_Stored data_:
---+---

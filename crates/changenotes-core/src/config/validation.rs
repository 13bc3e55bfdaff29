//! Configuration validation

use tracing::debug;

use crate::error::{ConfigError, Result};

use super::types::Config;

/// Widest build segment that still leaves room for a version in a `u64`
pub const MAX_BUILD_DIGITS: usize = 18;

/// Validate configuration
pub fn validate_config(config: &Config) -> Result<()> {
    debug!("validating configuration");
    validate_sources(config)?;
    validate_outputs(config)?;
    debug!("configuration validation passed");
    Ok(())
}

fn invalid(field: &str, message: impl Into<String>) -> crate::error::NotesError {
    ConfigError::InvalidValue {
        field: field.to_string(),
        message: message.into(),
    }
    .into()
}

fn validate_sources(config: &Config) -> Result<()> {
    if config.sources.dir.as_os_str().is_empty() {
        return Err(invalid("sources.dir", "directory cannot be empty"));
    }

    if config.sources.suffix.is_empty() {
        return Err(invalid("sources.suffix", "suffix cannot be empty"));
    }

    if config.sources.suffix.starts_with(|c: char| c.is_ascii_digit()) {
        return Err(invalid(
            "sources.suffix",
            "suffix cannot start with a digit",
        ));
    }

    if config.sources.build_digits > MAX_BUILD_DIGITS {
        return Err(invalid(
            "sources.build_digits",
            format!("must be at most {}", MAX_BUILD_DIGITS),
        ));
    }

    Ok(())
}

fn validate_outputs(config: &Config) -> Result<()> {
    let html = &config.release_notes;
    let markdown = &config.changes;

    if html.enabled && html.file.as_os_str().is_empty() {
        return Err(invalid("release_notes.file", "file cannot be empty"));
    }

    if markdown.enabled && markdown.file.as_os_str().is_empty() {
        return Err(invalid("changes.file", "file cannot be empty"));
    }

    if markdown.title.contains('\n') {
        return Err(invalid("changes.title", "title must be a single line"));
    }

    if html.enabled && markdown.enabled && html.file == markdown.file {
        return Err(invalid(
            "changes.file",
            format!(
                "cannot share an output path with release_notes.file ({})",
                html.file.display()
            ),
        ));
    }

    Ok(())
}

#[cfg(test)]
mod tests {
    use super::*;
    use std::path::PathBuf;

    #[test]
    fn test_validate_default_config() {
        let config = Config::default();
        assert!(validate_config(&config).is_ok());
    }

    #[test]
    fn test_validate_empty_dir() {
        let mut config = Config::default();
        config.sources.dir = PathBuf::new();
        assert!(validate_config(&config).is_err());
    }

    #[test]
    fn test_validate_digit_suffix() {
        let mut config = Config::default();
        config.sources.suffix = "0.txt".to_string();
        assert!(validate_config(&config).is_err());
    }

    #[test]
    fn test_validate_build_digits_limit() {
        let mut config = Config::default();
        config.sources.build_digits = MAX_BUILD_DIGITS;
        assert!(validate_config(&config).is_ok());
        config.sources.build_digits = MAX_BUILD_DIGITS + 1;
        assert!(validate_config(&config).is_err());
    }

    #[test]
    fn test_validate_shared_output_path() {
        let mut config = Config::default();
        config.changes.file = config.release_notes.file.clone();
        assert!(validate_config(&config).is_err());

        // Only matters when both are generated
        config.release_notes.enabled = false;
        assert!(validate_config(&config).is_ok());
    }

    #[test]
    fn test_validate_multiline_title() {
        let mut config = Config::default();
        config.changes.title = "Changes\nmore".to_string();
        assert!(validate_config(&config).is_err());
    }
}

---+---

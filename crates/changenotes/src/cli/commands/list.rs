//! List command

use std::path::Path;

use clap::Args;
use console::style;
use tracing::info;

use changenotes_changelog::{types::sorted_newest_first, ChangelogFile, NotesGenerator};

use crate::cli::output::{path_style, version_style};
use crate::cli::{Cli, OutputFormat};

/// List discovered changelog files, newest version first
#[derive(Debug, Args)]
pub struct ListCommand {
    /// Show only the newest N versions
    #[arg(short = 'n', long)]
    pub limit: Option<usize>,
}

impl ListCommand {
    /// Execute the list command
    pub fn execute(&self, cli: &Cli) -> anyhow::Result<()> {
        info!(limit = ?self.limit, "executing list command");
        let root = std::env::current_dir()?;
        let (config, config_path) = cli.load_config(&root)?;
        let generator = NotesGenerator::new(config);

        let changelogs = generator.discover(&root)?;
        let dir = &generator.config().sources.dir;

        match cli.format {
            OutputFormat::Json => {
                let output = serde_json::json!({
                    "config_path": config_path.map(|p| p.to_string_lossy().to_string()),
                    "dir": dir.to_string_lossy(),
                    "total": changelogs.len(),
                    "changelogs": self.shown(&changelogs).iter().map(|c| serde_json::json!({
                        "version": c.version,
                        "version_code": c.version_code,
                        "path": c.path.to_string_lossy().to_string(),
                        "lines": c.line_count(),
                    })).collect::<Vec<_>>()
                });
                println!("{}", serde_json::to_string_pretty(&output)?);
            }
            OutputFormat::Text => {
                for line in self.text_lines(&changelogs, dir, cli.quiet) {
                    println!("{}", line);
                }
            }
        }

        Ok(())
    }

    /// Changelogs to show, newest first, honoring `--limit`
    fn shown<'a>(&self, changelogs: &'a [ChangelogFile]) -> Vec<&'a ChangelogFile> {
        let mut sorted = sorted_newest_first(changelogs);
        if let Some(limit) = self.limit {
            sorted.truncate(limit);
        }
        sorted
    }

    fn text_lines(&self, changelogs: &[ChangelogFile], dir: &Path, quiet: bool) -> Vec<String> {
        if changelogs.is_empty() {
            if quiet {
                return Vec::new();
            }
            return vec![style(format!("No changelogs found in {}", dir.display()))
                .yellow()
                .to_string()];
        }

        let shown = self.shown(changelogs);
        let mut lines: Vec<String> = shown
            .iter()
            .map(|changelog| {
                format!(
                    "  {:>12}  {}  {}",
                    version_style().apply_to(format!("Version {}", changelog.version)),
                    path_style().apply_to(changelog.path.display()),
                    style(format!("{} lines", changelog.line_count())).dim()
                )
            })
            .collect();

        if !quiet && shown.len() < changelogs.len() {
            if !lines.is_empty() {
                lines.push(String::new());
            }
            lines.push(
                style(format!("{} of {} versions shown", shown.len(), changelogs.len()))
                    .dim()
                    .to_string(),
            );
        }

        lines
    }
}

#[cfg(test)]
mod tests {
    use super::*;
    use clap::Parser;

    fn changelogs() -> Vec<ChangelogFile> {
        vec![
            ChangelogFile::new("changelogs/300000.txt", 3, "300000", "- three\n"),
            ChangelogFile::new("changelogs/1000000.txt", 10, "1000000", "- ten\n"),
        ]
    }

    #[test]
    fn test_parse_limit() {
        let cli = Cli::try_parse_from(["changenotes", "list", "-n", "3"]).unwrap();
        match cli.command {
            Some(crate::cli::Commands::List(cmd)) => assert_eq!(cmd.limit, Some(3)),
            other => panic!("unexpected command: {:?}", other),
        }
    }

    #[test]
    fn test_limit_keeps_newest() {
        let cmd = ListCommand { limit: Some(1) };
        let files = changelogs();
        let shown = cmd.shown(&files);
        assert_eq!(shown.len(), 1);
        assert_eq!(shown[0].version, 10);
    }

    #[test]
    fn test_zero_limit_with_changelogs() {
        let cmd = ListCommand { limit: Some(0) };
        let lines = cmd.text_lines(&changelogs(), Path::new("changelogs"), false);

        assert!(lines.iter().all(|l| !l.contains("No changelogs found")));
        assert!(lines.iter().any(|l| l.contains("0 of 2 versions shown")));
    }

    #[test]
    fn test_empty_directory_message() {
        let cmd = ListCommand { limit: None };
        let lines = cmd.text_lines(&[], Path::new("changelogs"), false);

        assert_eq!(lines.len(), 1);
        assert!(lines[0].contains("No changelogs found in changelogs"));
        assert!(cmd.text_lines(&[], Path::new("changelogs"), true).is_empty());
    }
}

---+---

_WHAT IS EXPECTED_: Each line above that includes "files" should be shown.

_FINISHED TASK_:
/// List discovered changelog files, newest version first
        let files = changelogs();
        let shown = cmd.shown(&files);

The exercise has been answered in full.